11:42 p.m. – Lower French Quarter, New Orleans
The abandoned candy factory was a strange place to pick a fight — but then again, Ryan Bruce had been in stranger places. The air was thick with sugar dust, regret, and the faint smell of burnt caramel. Every step echoed like a secret being whispered too loudly.
Crouched low behind a rusting conveyor belt, Ryan eyed the group of armed men in the center of the factory. They were huddled around a battered metal suitcase like it was the last donut in the office break room. Suspicious. Tense. Armed to the teeth.
His earpiece buzzed faintly — ONYX CORE's encrypted frequency.
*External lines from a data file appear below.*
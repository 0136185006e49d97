//! CLI Command Implementations
//!
//! Implements the actual logic for each CLI command.

use std::fs;
use std::path::{Path, PathBuf};

use log::{info, warn};

use crate::config::PipelineConfig;
use crate::error::Result;
use crate::features::{DetectionMethod, RefinementMethod};
use crate::io::{discover_pulse_files, FeatureReport, PulseFileSource};
use crate::pipeline::FeatureExtractor;

/// Suffix of report files written next to their input
pub const REPORT_SUFFIX: &str = ".features.json";

/// Suffix of CSV peak tables
pub const CSV_SUFFIX: &str = ".peaks.csv";

/// Command-line overrides applied on top of a configuration file
#[derive(Debug, Clone, Default)]
pub struct Overrides {
    pub noise_level: Option<f64>,
    pub max_count: Option<usize>,
    pub method: Option<DetectionMethod>,
    pub gaussian: bool,
}

/// Load the configuration (or defaults) and apply overrides.
pub fn resolve_config(path: Option<&Path>, overrides: &Overrides) -> Result<PipelineConfig> {
    let mut config = match path {
        Some(path) => {
            info!("Loading configuration: {}", path.display());
            PipelineConfig::from_file(path)?
        }
        None => PipelineConfig::default(),
    };

    if let Some(noise_level) = overrides.noise_level {
        config.noise_level = noise_level;
    }
    if let Some(max_count) = overrides.max_count {
        config.max_count = max_count;
    }
    if let Some(method) = overrides.method {
        config.detection = method;
    }
    if overrides.gaussian {
        config.refinement = RefinementMethod::Gaussian;
    }

    config.validate()?;
    Ok(config)
}

/// Extract features from a pulse file or every pulse file in a directory.
///
/// Returns the report paths written.
pub fn extract(
    input: &Path,
    output: Option<&Path>,
    config: &PipelineConfig,
    csv: bool,
) -> Result<Vec<PathBuf>> {
    let extractor = FeatureExtractor::new(config.clone());

    if !input.is_dir() {
        let report_path = match output {
            Some(path) => path.to_path_buf(),
            None => sibling_path(input, input.parent(), REPORT_SUFFIX),
        };
        extract_file(&extractor, input, &report_path, csv)?;
        return Ok(vec![report_path]);
    }

    let files: Vec<PathBuf> = discover_pulse_files(input)
        .into_iter()
        .filter(|path| !is_output_file(path))
        .collect();
    if files.is_empty() {
        warn!("No pulse files found under {}", input.display());
    }

    let out_dir = output.unwrap_or(input);
    fs::create_dir_all(out_dir)?;

    let mut written = Vec::with_capacity(files.len());
    for file in &files {
        let report_path = sibling_path(file, Some(out_dir), REPORT_SUFFIX);
        extract_file(&extractor, file, &report_path, csv)?;
        written.push(report_path);
    }

    println!("Processed {} pulse files", written.len());
    Ok(written)
}

fn extract_file(
    extractor: &FeatureExtractor,
    input: &Path,
    report_path: &Path,
    csv: bool,
) -> Result<()> {
    info!("Extracting features: {}", input.display());

    let mut source = PulseFileSource::open(input)?;
    let features = extractor.extract(&mut source)?;
    let report = FeatureReport::new(input, extractor.config(), &features)?;

    report.write_json(report_path)?;
    println!(
        "{}: {} pulses, {} peaks -> {}",
        input.display(),
        report.pulses,
        report.total_peaks(),
        report_path.display()
    );

    if csv {
        let csv_path = report_path.with_file_name(format!(
            "{}{}",
            file_stem(report_path).trim_end_matches(".features"),
            CSV_SUFFIX
        ));
        report.write_peaks_csv(&csv_path)?;
        info!("Peak table written: {}", csv_path.display());
    }

    Ok(())
}

/// Write the default configuration.
pub fn write_default_config(path: &Path) -> Result<()> {
    info!("Writing default configuration: {}", path.display());

    PipelineConfig::default().save(path)?;
    println!("Configuration written: {}", path.display());

    Ok(())
}

fn file_stem(path: &Path) -> String {
    path.file_stem()
        .map(|s| s.to_string_lossy().into_owned())
        .unwrap_or_default()
}

fn sibling_path(input: &Path, dir: Option<&Path>, suffix: &str) -> PathBuf {
    let name = format!("{}{}", file_stem(input), suffix);
    match dir {
        Some(dir) => dir.join(name),
        None => PathBuf::from(name),
    }
}

fn is_output_file(path: &Path) -> bool {
    path.file_name()
        .map(|name| name.to_string_lossy().ends_with(REPORT_SUFFIX))
        .unwrap_or(false)
}
//! Waveform Buffer
//!
//! Accumulates one wave class of many pulses into a single amplitude
//! sequence of fixed-length, zero-padded segments, with a parallel time
//! axis holding each sample's offset from the start of its sampling.

use log::debug;

use super::segmented::SegmentedSequence;
use super::source::WaveClass;
use crate::error::{FullwaveError, Result};

/// Amplitude sequence for one wave class
///
/// Segments are only ever appended. The first call to [`populate`] fixes
/// the segment length for the rest of the run.
///
/// [`populate`]: WaveformBuffer::populate
#[derive(Debug, Clone)]
pub struct WaveformBuffer {
    /// Wave class stored in this buffer
    class: WaveClass,
    /// Segment length fixed by the first populated pulse
    max_count: Option<usize>,
    /// Concatenated per-pulse segments
    wave: SegmentedSequence<i32>,
    /// Sample times, same geometry as `wave`
    times: SegmentedSequence<f64>,
    /// Pulse index of every segment, in append order
    pulse_indices: Vec<u64>,
}

impl WaveformBuffer {
    /// Create an empty buffer for a wave class
    pub fn new(class: WaveClass) -> Self {
        Self {
            class,
            max_count: None,
            wave: SegmentedSequence::new(),
            times: SegmentedSequence::new(),
            pulse_indices: Vec::new(),
        }
    }

    /// Append one pulse's samples as a segment of exactly `max_count` values
    ///
    /// Shorter input is zero-padded, longer input is truncated. An empty
    /// input yields an all-zero segment. Samples are taken to be evenly
    /// spaced from time 0; use [`populate_timed`] for gapped samplings.
    /// `pulse_index` is bookkeeping only; callers are responsible for
    /// calling in arrival order.
    ///
    /// # Errors
    /// - `SegmentLengthMismatch` if `max_count` differs from the length
    ///   used by earlier segments
    /// - `NegativeSample` if a kept sample is negative
    ///
    /// The buffer is left untouched on error.
    ///
    /// [`populate_timed`]: WaveformBuffer::populate_timed
    pub fn populate<I>(&mut self, raw_samples: I, max_count: usize, pulse_index: u64) -> Result<()>
    where
        I: IntoIterator<Item = i32>,
    {
        let timed = raw_samples
            .into_iter()
            .enumerate()
            .map(|(i, sample)| (i as f64, sample));
        self.populate_timed(timed, max_count, pulse_index)
    }

    /// Like [`populate`], with an explicit `(time, sample)` pair per sample
    ///
    /// Padding samples continue one time unit apart after the last kept
    /// sample.
    ///
    /// [`populate`]: WaveformBuffer::populate
    pub fn populate_timed<I>(
        &mut self,
        timed_samples: I,
        max_count: usize,
        pulse_index: u64,
    ) -> Result<()>
    where
        I: IntoIterator<Item = (f64, i32)>,
    {
        if let Some(expected) = self.max_count {
            if expected != max_count {
                return Err(FullwaveError::SegmentLengthMismatch {
                    expected,
                    actual: max_count,
                });
            }
        }

        let (mut times, mut segment): (Vec<f64>, Vec<i32>) =
            timed_samples.into_iter().take(max_count).unzip();
        if let Some(&value) = segment.iter().find(|&&v| v < 0) {
            return Err(FullwaveError::NegativeSample {
                pulse: pulse_index,
                value,
            });
        }

        let mut next = times.last().map_or(0.0, |t| t + 1.0);
        while times.len() < max_count {
            times.push(next);
            next += 1.0;
        }
        segment.resize(max_count, 0);

        self.max_count = Some(max_count);
        self.wave.push_segment(segment);
        self.times.push_segment(times);
        self.pulse_indices.push(pulse_index);
        Ok(())
    }

    /// Wave class held by this buffer
    pub fn class(&self) -> WaveClass {
        self.class
    }

    /// Segment length, once the first pulse has been populated
    pub fn max_count(&self) -> Option<usize> {
        self.max_count
    }

    /// The buffered amplitude sequence
    pub fn wave(&self) -> &SegmentedSequence<i32> {
        &self.wave
    }

    /// Time axis of the buffered sequence
    pub fn times(&self) -> &SegmentedSequence<f64> {
        &self.times
    }

    /// Time of a flat position of the amplitude sequence
    pub fn time_at(&self, location: usize) -> Option<f64> {
        self.times.values().get(location).copied()
    }

    /// Pulse index of each segment
    pub fn pulse_indices(&self) -> &[u64] {
        &self.pulse_indices
    }

    /// Number of buffered pulses
    pub fn num_pulses(&self) -> usize {
        self.pulse_indices.len()
    }

    /// True when no pulse has been populated
    pub fn is_empty(&self) -> bool {
        self.pulse_indices.is_empty()
    }

    /// Pulse index owning a flat position of the amplitude sequence
    pub fn pulse_at(&self, location: usize) -> Option<u64> {
        let segment = self.wave.segment_of(location)?;
        self.pulse_indices.get(segment).copied()
    }

    /// Log a one-line summary of the buffer contents
    pub fn log_summary(&self) {
        debug!(
            "[BUFFER] {} wave: {} pulses, {} samples, segment length {:?}",
            self.class,
            self.num_pulses(),
            self.wave.len(),
            self.max_count
        );
    }
}

#[cfg(test)]
mod tests {
    use super::*;

    #[test]
    fn test_populate_pads_short_input() {
        let mut buffer = WaveformBuffer::new(WaveClass::Outgoing);
        buffer.populate(vec![5, 6, 7], 5, 0).unwrap();
        assert_eq!(buffer.wave().values(), &[5, 6, 7, 0, 0]);
        assert_eq!(buffer.max_count(), Some(5));
    }

    #[test]
    fn test_populate_truncates_long_input() {
        let mut buffer = WaveformBuffer::new(WaveClass::Returning);
        buffer.populate(1..=10, 4, 0).unwrap();
        assert_eq!(buffer.wave().values(), &[1, 2, 3, 4]);
    }

    #[test]
    fn test_populate_empty_input_is_all_zero() {
        let mut buffer = WaveformBuffer::new(WaveClass::Returning);
        buffer.populate(Vec::<i32>::new(), 3, 0).unwrap();
        assert_eq!(buffer.wave().values(), &[0, 0, 0]);
        assert_eq!(buffer.num_pulses(), 1);
    }

    #[test]
    fn test_populate_appends_segments_in_order() {
        let mut buffer = WaveformBuffer::new(WaveClass::Outgoing);
        buffer.populate(vec![1, 1], 3, 10).unwrap();
        buffer.populate(vec![2, 2, 2, 2], 3, 12).unwrap();

        assert_eq!(buffer.wave().num_segments(), 2);
        assert_eq!(buffer.wave().values(), &[1, 1, 0, 2, 2, 2]);
        assert_eq!(buffer.pulse_indices(), &[10, 12]);
        assert_eq!(buffer.pulse_at(4), Some(12));
        assert_eq!(buffer.pulse_at(6), None);
    }

    #[test]
    fn test_populate_rejects_length_change() {
        let mut buffer = WaveformBuffer::new(WaveClass::Outgoing);
        buffer.populate(vec![1, 2, 3], 3, 0).unwrap();

        let err = buffer.populate(vec![1, 2, 3], 4, 1).unwrap_err();
        assert_eq!(err.error_code(), "SEGMENT_LENGTH_MISMATCH");
        assert_eq!(buffer.wave().len(), 3);
        assert_eq!(buffer.num_pulses(), 1);
    }

    #[test]
    fn test_populate_rejects_negative_samples() {
        let mut buffer = WaveformBuffer::new(WaveClass::Outgoing);
        let err = buffer.populate(vec![1, -2, 3], 3, 4).unwrap_err();
        assert_eq!(err.error_code(), "NEGATIVE_SAMPLE");
        assert!(buffer.is_empty());
        assert_eq!(buffer.max_count(), None);
    }

    #[test]
    fn test_default_time_axis_counts_samples() {
        let mut buffer = WaveformBuffer::new(WaveClass::Outgoing);
        buffer.populate(vec![5, 6], 4, 0).unwrap();
        buffer.populate(vec![1, 2, 3, 4, 5], 4, 1).unwrap();
        assert_eq!(
            buffer.times().values(),
            &[0.0, 1.0, 2.0, 3.0, 0.0, 1.0, 2.0, 3.0]
        );
        assert_eq!(buffer.time_at(6), Some(2.0));
        assert_eq!(buffer.time_at(8), None);
    }

    #[test]
    fn test_populate_timed_keeps_gaps() {
        let mut buffer = WaveformBuffer::new(WaveClass::Returning);
        let timed = vec![(0.0, 1), (1.0, 2), (40.0, 9), (41.0, 3)];
        buffer.populate_timed(timed, 6, 0).unwrap();

        assert_eq!(buffer.wave().values(), &[1, 2, 9, 3, 0, 0]);
        assert_eq!(buffer.times().values(), &[0.0, 1.0, 40.0, 41.0, 42.0, 43.0]);
    }

    #[test]
    fn test_negative_sample_past_max_count_is_ignored() {
        let mut buffer = WaveformBuffer::new(WaveClass::Outgoing);
        buffer.populate(vec![1, 2, -3], 2, 0).unwrap();
        assert_eq!(buffer.wave().values(), &[1, 2]);
    }
}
Ryan slapped it off with a hissed curse.
"No backup," he muttered. "Just good ol' Veltrix-style chaos."
His fingers twitched. This wasn't an official mission. This was personal. Off-book. Which, for Ryan, was basically a regular Tuesday.
Then came the crash.
A pipe clattered to the floor near the thugs, instantly drawing their attention.
Ryan didn't wait.
He snatched a dented tray of hardened jawbreakers from the conveyor belt, popped one into his mouth like a sports mouthguard, and hurled the rest like grenade shrapnel.
THWACK. BONK. SMACK.
Three men dropped with groans, knocked out cold by fifty-cent candy that probably predated the internet.
He cracked his neck. "Boom. Tactical candy deployment. We're doing this."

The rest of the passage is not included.